Shock filled London’s National Gallery as two cans of tomato soup were thrown on Vincent Van Gogh’s painting ‘Sunflowers’ (1888) as a form of protest. On Oct. 14, two protesters, Phoebe Plummer and Anna Holland, under the organization Just Stop Oil spoke out about the issues regarding the usage of fossil fuels.They had both been arrested on the scene, and the painting was not damaged due to protection from a glass. 

Just Stop Oil is an organization based in the U.K., attempting to bring awareness on the harmful effects fossil fuels have on the environment. According to the FAQ section in their website, Just Stop Oil’s mission is to end, “all new licenses and consents for the exploration, development and production of fossil fuels in the [U.K.]”

“What is worth more? Art or life? Is it worth more than food? Worth more than justice?” Plummer said. During her protest, she also spoke out about how the oil crisis is contributing to the rise in living costs. “Fuel is unaffordable to millions of cold, hungry families. They can’t even afford to heat a tin of soup.”

The protest became controversial and led to a rise in varying opinions on the protesters and their actions. People chose to speak out on social media, on platforms like Twitter, to voice their feelings.


Both opinions can be understood to certain extents. Learning about the impact that fossil fuels have on others’ lives and the planet is important, but it is also important in how you spread the message as well. Ending the reliance on fossil fuels will help create a more sustainable future for everyone. Just Stop Oil’s goal is fully supportable, and it’s valuable to share awareness of our planet’s current state. But it leads to a lingering question, why does the idea of a ruined painting shock people more than a ruined environment?

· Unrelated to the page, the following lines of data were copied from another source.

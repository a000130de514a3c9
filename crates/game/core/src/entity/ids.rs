//! Identifier newtypes for persisted entities.

use std::fmt;

macro_rules! entity_id {
    ($(#[$meta:meta])* $name:ident) => {
        $(#[$meta])*
        #[derive(Clone, Copy, Debug, Default, PartialEq, Eq, Hash, PartialOrd, Ord)]
        #[cfg_attr(feature = "serde", derive(serde::Serialize, serde::Deserialize))]
        #[cfg_attr(feature = "serde", serde(transparent))]
        pub struct $name(pub u64);

        impl $name {
            /// Placeholder for an entity not yet assigned by a repository.
            pub const UNASSIGNED: Self = Self(0);

            pub fn is_assigned(self) -> bool {
                self.0 != 0
            }
        }

        impl fmt::Display for $name {
            fn fmt(&self, f: &mut fmt::Formatter<'_>) -> fmt::Result {
                write!(f, "{}", self.0)
            }
        }

        impl From<u64> for $name {
            fn from(raw: u64) -> Self {
                Self(raw)
            }
        }

        impl From<$name> for u64 {
            fn from(id: $name) -> Self {
                id.0
            }
        }
    };
}

entity_id!(PlayerId);
entity_id!(MonsterId);
entity_id!(RoomId);
entity_id!(DungeonId);
entity_id!(ArtifactId);
entity_id!(SessionId);
entity_id!(UserId);
//! In-memory session store.

use std::collections::HashMap;
use std::sync::Mutex;
use std::sync::atomic::{AtomicU64, Ordering};

use async_trait::async_trait;

use delve_core::entity::{PlayerId, SessionId};

use crate::error::{EngineError, Result};
use crate::repository::SessionRepository;
use crate::session::Session;

/// In-memory session store.
#[derive(Default)]
pub struct InMemorySessions {
    rows: Mutex<HashMap<u64, Session>>,
    next_id: AtomicU64,
}

impl InMemorySessions {
    pub fn new() -> Self {
        Self::default()
    }
}

#[async_trait]
impl SessionRepository for InMemorySessions {
    async fn create(&self, mut session: Session) -> Result<Session> {
        let id = self.next_id.fetch_add(1, Ordering::Relaxed) + 1;
        session.id = SessionId(id);
        self.rows.lock().unwrap().insert(id, session.clone());
        Ok(session)
    }

    async fn find(&self, id: SessionId) -> Result<Option<Session>> {
        Ok(self.rows.lock().unwrap().get(&id.0).cloned())
    }

    async fn save(&self, session: &Session) -> Result<()> {
        let mut rows = self.rows.lock().unwrap();
        if !rows.contains_key(&session.id.0) {
            return Err(EngineError::not_found("session", session.id));
        }
        rows.insert(session.id.0, session.clone());
        Ok(())
    }

    async fn delete(&self, id: SessionId) -> Result<()> {
        self.rows
            .lock()
            .unwrap()
            .remove(&id.0)
            .map(|_| ())
            .ok_or_else(|| EngineError::not_found("session", id))
    }

    async fn find_active_by_player(&self, player_id: PlayerId) -> Result<Option<Session>> {
        let rows = self.rows.lock().unwrap();
        Ok(rows
            .values()
            .find(|s| s.player_id == player_id && s.is_active)
            .cloned())
    }

    async fn list_by_player(&self, player_id: PlayerId) -> Result<Vec<Session>> {
        let rows = self.rows.lock().unwrap();
        let mut sessions: Vec<Session> = rows
            .values()
            .filter(|s| s.player_id == player_id)
            .cloned()
            .collect();
        sessions.sort_by_key(|s| s.id);
        Ok(sessions)
    }
}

Plummer and Holland did their job gaining the attention of the public. It’s understandable that protesters need to cross a line, or a boundary, in order to grasp attention. However, by attempting to vandalize a painting of a marveled artist like Van Gogh, people are bound to dislike their actions. Protests being done in this form can cause people to look down upon climate change awareness and other anti-fossil fuel movements.

People who do not approve of the Just Stop Oil protesters have felt that this protest was a mini act of terrorism on art pieces to push this agenda. The conditions of our environment shouldn’t be controversial, everyone should work together in making changes.